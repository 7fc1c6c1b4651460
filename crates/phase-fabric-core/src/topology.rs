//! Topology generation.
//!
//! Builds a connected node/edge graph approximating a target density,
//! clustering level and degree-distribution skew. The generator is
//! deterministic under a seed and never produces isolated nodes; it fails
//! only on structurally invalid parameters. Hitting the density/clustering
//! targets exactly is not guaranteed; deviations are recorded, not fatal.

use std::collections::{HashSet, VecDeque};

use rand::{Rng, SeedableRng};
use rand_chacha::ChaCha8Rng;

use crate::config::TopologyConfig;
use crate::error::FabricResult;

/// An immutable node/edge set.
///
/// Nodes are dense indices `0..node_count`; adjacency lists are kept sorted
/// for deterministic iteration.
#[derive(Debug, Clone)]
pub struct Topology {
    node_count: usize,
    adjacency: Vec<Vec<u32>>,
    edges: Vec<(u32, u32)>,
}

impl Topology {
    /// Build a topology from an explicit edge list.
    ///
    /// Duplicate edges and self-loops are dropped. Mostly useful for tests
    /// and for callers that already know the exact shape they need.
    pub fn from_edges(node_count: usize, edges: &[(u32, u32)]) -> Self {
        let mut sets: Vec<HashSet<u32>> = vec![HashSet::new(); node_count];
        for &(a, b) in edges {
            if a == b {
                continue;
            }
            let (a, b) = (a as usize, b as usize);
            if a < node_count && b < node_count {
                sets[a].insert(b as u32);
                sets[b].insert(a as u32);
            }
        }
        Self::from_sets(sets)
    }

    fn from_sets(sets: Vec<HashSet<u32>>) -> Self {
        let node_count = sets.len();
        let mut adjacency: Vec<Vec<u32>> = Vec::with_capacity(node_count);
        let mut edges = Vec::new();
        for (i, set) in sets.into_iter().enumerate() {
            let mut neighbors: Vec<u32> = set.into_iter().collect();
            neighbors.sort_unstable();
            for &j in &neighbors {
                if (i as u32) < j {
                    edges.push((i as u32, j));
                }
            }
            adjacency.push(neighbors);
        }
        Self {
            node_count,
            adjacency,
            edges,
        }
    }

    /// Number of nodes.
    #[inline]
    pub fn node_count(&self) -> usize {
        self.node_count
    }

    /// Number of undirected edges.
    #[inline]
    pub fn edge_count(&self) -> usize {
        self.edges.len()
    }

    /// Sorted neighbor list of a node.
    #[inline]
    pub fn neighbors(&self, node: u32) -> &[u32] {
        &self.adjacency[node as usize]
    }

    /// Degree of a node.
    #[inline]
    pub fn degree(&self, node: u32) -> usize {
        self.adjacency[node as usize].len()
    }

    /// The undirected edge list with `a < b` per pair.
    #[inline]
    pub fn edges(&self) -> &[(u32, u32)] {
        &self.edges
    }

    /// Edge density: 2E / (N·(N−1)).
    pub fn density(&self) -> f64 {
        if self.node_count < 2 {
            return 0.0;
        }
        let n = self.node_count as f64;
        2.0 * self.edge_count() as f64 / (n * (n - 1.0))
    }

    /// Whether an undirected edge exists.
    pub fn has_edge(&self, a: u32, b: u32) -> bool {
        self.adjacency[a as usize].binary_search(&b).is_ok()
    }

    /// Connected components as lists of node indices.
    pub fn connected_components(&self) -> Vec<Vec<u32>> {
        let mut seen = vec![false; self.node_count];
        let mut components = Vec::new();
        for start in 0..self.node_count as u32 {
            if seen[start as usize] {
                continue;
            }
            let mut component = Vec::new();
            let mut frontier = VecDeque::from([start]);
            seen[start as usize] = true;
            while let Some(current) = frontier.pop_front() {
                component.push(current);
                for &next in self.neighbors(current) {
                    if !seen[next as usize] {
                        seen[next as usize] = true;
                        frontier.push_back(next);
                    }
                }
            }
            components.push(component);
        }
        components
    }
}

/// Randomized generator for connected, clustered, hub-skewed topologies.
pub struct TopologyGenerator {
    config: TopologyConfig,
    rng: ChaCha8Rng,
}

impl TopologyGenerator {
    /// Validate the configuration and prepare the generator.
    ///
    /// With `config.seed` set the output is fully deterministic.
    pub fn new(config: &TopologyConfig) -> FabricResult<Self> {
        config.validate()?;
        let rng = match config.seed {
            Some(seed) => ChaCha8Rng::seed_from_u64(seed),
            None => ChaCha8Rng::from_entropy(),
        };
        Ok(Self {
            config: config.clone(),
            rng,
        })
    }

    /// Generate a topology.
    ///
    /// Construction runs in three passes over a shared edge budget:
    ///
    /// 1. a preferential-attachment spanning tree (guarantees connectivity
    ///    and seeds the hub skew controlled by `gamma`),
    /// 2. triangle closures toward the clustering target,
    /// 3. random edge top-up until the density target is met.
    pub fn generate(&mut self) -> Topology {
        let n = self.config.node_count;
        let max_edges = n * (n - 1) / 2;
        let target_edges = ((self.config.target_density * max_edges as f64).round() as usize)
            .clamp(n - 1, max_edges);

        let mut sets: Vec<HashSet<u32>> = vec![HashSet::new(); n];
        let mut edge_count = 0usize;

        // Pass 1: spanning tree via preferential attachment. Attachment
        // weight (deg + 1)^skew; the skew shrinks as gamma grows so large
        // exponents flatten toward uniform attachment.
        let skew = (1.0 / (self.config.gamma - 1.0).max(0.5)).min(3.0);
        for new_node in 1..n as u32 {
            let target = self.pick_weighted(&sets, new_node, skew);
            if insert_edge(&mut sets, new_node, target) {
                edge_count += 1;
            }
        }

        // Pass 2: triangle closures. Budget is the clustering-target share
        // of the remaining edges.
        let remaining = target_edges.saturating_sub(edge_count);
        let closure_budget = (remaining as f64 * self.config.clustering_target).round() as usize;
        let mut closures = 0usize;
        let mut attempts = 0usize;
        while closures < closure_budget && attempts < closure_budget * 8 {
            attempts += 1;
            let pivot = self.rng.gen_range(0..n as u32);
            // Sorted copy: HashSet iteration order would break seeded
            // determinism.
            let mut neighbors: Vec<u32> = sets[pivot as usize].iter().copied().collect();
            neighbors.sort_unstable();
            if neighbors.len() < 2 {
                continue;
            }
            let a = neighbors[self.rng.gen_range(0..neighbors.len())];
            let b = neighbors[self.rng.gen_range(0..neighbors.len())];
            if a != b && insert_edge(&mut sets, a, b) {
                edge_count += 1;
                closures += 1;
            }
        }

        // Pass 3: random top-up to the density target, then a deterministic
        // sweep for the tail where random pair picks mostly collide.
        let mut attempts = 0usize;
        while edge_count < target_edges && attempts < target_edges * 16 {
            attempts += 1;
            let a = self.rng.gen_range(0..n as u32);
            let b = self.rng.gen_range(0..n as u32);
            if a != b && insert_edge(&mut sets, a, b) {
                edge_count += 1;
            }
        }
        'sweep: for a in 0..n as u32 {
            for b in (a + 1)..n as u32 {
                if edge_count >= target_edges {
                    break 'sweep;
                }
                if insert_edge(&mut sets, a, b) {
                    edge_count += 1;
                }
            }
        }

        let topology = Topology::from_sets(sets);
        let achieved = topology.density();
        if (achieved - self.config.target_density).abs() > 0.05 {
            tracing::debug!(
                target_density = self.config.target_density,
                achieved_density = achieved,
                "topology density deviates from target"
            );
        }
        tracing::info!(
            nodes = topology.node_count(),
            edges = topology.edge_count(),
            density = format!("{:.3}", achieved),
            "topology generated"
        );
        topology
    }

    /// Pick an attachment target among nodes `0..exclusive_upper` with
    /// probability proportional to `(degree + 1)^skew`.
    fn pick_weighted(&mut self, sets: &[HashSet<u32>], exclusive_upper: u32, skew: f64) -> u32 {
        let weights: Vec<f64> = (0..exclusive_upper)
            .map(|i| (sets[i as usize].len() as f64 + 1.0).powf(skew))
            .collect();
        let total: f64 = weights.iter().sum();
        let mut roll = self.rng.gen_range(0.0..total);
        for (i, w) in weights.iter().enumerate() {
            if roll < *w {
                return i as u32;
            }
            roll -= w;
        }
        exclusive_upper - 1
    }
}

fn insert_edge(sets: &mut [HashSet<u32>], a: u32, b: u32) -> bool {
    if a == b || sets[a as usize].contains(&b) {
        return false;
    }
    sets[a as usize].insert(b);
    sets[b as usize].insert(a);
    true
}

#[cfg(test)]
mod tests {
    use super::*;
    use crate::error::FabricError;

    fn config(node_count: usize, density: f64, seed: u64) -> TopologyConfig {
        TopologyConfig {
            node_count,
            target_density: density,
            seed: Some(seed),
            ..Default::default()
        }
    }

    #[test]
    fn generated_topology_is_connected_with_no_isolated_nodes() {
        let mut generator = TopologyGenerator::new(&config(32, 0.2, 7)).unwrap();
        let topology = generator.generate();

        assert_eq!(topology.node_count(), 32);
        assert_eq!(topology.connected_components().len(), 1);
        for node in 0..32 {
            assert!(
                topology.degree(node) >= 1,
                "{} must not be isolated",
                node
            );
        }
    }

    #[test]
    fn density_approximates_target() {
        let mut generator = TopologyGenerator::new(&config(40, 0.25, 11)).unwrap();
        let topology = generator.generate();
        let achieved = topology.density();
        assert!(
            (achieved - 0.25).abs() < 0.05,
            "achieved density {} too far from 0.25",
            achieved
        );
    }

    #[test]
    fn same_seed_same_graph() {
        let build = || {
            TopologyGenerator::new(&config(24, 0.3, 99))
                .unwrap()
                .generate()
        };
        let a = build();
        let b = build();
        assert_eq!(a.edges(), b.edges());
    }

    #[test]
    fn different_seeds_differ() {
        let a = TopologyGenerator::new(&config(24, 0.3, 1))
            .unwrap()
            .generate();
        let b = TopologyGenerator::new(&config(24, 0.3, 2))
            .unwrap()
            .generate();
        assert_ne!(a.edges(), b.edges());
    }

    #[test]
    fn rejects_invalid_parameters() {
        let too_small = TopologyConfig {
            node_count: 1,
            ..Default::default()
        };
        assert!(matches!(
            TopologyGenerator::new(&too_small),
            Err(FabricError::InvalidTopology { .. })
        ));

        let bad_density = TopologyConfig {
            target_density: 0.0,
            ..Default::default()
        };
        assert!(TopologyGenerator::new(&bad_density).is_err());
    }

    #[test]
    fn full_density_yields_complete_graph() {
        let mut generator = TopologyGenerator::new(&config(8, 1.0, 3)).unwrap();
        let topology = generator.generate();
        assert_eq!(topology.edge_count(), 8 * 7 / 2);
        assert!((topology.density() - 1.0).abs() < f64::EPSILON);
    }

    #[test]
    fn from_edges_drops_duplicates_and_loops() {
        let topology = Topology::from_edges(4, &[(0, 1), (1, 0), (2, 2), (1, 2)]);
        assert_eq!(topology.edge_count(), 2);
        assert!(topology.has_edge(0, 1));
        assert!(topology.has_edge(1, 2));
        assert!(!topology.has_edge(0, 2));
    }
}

# [HOW TO COMPLETE THIS TASK]
Your reply is to repeat, unchanged, the lines above running from the one with "density deviates from" up to and including the one with "let mut roll".

# [FINISHED EXERCISE]
                "topology density deviates from target"
            );
        }
        tracing::info!(
            nodes = topology.node_count(),
            edges = topology.edge_count(),
            density = format!("{:.3}", achieved),
            "topology generated"
        );
        topology
    }

    /// Pick an attachment target among nodes `0..exclusive_upper` with
    /// probability proportional to `(degree + 1)^skew`.
    fn pick_weighted(&mut self, sets: &[HashSet<u32>], exclusive_upper: u32, skew: f64) -> u32 {
        let weights: Vec<f64> = (0..exclusive_upper)
            .map(|i| (sets[i as usize].len() as f64 + 1.0).powf(skew))
            .collect();
        let total: f64 = weights.iter().sum();
        let mut roll = self.rng.gen_range(0.0..total);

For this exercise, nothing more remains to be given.